What you should do: In full and without changes, output the data.

____________

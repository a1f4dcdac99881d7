use crate::alignment::{reconstruct, AlignmentRecord};
use crate::error::{Error, Result};
use crate::types::{HashMap, HashMapExt, Strand};
use std::fs::File;
use std::io::{BufRead, BufReader};
use std::path::Path;
use tracing::{debug, info};

/// Delimiter appended by read collapsers (e.g. `fasta2collapse.pl`) before the copy count.
pub const DEFAULT_COLLAPSE_DELIMITER: char = '#';

/// What to do when a read name is aligned by more than one miRNA.
#[derive(Debug, Clone, Copy, PartialEq, Eq, Default, clap::ValueEnum)]
pub enum CollisionPolicy {
    /// Keep the alignment seen last in the file.
    #[default]
    LastWins,
    /// Keep the alignment with the fewest mismatches; ties go to the later one.
    FewestMismatches,
    /// Abort on the second alignment of a read.
    Reject,
}

#[derive(Debug, Clone, Copy)]
pub struct IndexOptions {
    pub collapse_delimiter: char,
    pub collision_policy: CollisionPolicy,
}

impl Default for IndexOptions {
    fn default() -> Self {
        Self {
            collapse_delimiter: DEFAULT_COLLAPSE_DELIMITER,
            collision_policy: CollisionPolicy::LastWins,
        }
    }
}

/// The surviving alignment for one read.
#[derive(Debug, Clone, PartialEq, Eq)]
pub struct ResolvedFragment {
    pub fragment: String,
    pub strand: Strand,
    pub source_label: String,
    pub mismatches: usize,
}

/// One fragment per read identifier, plus how many alignments hit each read.
#[derive(Debug, Default)]
pub struct AlignmentIndex {
    pub resolved: HashMap<String, ResolvedFragment>,
    pub counts: HashMap<String, usize>,
    pub records: usize,
    pub base_warnings: usize,
    options: IndexOptions,
}

/// Strip the collapser suffix, requiring exactly one delimiter in the name.
pub fn strip_collapse_suffix(name: &str, delimiter: char) -> Result<&str> {
    let count = name.matches(delimiter).count();
    if count != 1 {
        return Err(Error::CollapseDelimiter {
            name: name.to_string(),
            delimiter,
            count,
        });
    }
    Ok(name.split(delimiter).next().unwrap_or(name))
}

impl AlignmentIndex {
    pub fn new(options: IndexOptions) -> Self {
        Self {
            resolved: HashMap::new(),
            counts: HashMap::new(),
            records: 0,
            base_warnings: 0,
            options,
        }
    }

    /// Build an index from raw bowtie lines. Only zero-length lines are skipped.
    pub fn build<I, S>(lines: I, options: IndexOptions) -> Result<Self>
    where
        I: IntoIterator<Item = S>,
        S: AsRef<str>,
    {
        let mut index = Self::new(options);
        for (i, line) in lines.into_iter().enumerate() {
            index.push_line(line.as_ref(), i + 1)?;
        }
        Ok(index)
    }

    pub fn from_path(path: &Path, options: IndexOptions) -> Result<Self> {
        let file = File::open(path).map_err(|e| Error::io(e, path))?;
        let mut index = Self::new(options);
        for (i, line) in BufReader::new(file).lines().enumerate() {
            let line = line.map_err(|e| Error::io(e, path))?;
            index.push_line(&line, i + 1)?;
        }
        info!(
            path = %path.display(),
            records = index.records,
            reads = index.resolved.len(),
            "indexed alignments"
        );
        Ok(index)
    }

    pub fn push_line(&mut self, line: &str, line_no: usize) -> Result<()> {
        if line.is_empty() {
            return Ok(());
        }
        let record = AlignmentRecord::parse(line, line_no)?;
        let rec = reconstruct(record)?;
        self.records += 1;
        self.base_warnings += rec.base_warnings;

        let name = strip_collapse_suffix(&rec.reference_name, self.options.collapse_delimiter)?;
        let resolved = ResolvedFragment {
            fragment: rec.fragment,
            strand: rec.strand,
            source_label: rec.source_label,
            mismatches: rec.mismatches,
        };

        *self.counts.entry(name.to_string()).or_insert(0) += 1;
        self.upsert(name, resolved)
    }

    fn upsert(&mut self, name: &str, candidate: ResolvedFragment) -> Result<()> {
        let Some(existing) = self.resolved.get_mut(name) else {
            self.resolved.insert(name.to_string(), candidate);
            return Ok(());
        };

        debug!(read = name, previous = %existing.source_label, next = %candidate.source_label, "read aligned more than once");
        match self.options.collision_policy {
            CollisionPolicy::LastWins => *existing = candidate,
            CollisionPolicy::FewestMismatches => {
                if candidate.mismatches <= existing.mismatches {
                    *existing = candidate;
                }
            }
            CollisionPolicy::Reject => {
                return Err(Error::DuplicateAlignment {
                    identifier: name.to_string(),
                })
            }
        }
        Ok(())
    }
}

____________

Written answer:
repository a1f4dcdac99881d7
use crate::alignment::{reconstruct, AlignmentRecord};
use crate::error::{Error, Result};
use crate::types::{HashMap, HashMapExt, Strand};
use std::fs::File;
use std::io::{BufRead, BufReader};
use std::path::Path;
use tracing::{debug, info};

/// Delimiter appended by read collapsers (e.g. `fasta2collapse.pl`) before the copy count.
pub const DEFAULT_COLLAPSE_DELIMITER: char = '#';

/// What to do when a read name is aligned by more than one miRNA.
#[derive(Debug, Clone, Copy, PartialEq, Eq, Default, clap::ValueEnum)]
pub enum CollisionPolicy {
    /// Keep the alignment seen last in the file.
    #[default]
    LastWins,
    /// Keep the alignment with the fewest mismatches; ties go to the later one.
    FewestMismatches,
    /// Abort on the second alignment of a read.
    Reject,
}

#[derive(Debug, Clone, Copy)]
pub struct IndexOptions {
    pub collapse_delimiter: char,
    pub collision_policy: CollisionPolicy,
}

impl Default for IndexOptions {
    fn default() -> Self {
        Self {
            collapse_delimiter: DEFAULT_COLLAPSE_DELIMITER,
            collision_policy: CollisionPolicy::LastWins,
        }
    }
}

/// The surviving alignment for one read.
#[derive(Debug, Clone, PartialEq, Eq)]
pub struct ResolvedFragment {
    pub fragment: String,
    pub strand: Strand,
    pub source_label: String,
    pub mismatches: usize,
}

/// One fragment per read identifier, plus how many alignments hit each read.
#[derive(Debug, Default)]
pub struct AlignmentIndex {
    pub resolved: HashMap<String, ResolvedFragment>,
    pub counts: HashMap<String, usize>,
    pub records: usize,
    pub base_warnings: usize,
    options: IndexOptions,
}

/// Strip the collapser suffix, requiring exactly one delimiter in the name.
pub fn strip_collapse_suffix(name: &str, delimiter: char) -> Result<&str> {
    let count = name.matches(delimiter).count();
    if count != 1 {
        return Err(Error::CollapseDelimiter {
            name: name.to_string(),
            delimiter,
            count,
        });
    }
    Ok(name.split(delimiter).next().unwrap_or(name))
}

impl AlignmentIndex {
    pub fn new(options: IndexOptions) -> Self {
        Self {
            resolved: HashMap::new(),
            counts: HashMap::new(),
            records: 0,
            base_warnings: 0,
            options,
        }
    }

    /// Build an index from raw bowtie lines. Only zero-length lines are skipped.
    pub fn build<I, S>(lines: I, options: IndexOptions) -> Result<Self>
    where
        I: IntoIterator<Item = S>,
        S: AsRef<str>,
    {
        let mut index = Self::new(options);
        for (i, line) in lines.into_iter().enumerate() {
            index.push_line(line.as_ref(), i + 1)?;
        }
        Ok(index)
    }

    pub fn from_path(path: &Path, options: IndexOptions) -> Result<Self> {
        let file = File::open(path).map_err(|e| Error::io(e, path))?;
        let mut index = Self::new(options);
        for (i, line) in BufReader::new(file).lines().enumerate() {
            let line = line.map_err(|e| Error::io(e, path))?;
            index.push_line(&line, i + 1)?;
        }
        info!(
            path = %path.display(),
            records = index.records,
            reads = index.resolved.len(),
            "indexed alignments"
        );
        Ok(index)
    }

    pub fn push_line(&mut self, line: &str, line_no: usize) -> Result<()> {
        if line.is_empty() {
            return Ok(());
        }
        let record = AlignmentRecord::parse(line, line_no)?;
        let rec = reconstruct(record)?;
        self.records += 1;
        self.base_warnings += rec.base_warnings;

        let name = strip_collapse_suffix(&rec.reference_name, self.options.collapse_delimiter)?;
        let resolved = ResolvedFragment {
            fragment: rec.fragment,
            strand: rec.strand,
            source_label: rec.source_label,
            mismatches: rec.mismatches,
        };

        *self.counts.entry(name.to_string()).or_insert(0) += 1;
        self.upsert(name, resolved)
    }

    fn upsert(&mut self, name: &str, candidate: ResolvedFragment) -> Result<()> {
        let Some(existing) = self.resolved.get_mut(name) else {
            self.resolved.insert(name.to_string(), candidate);
            return Ok(());
        };

        debug!(read = name, previous = %existing.source_label, next = %candidate.source_label, "read aligned more than once");
        match self.options.collision_policy {
            CollisionPolicy::LastWins => *existing = candidate,
            CollisionPolicy::FewestMismatches => {
                if candidate.mismatches <= existing.mismatches {
                    *existing = candidate;
                }
            }
            CollisionPolicy::Reject => {
                return Err(Error::DuplicateAlignment {
                    identifier: name.to_string(),
                })
            }
        }
        Ok(())
    }
}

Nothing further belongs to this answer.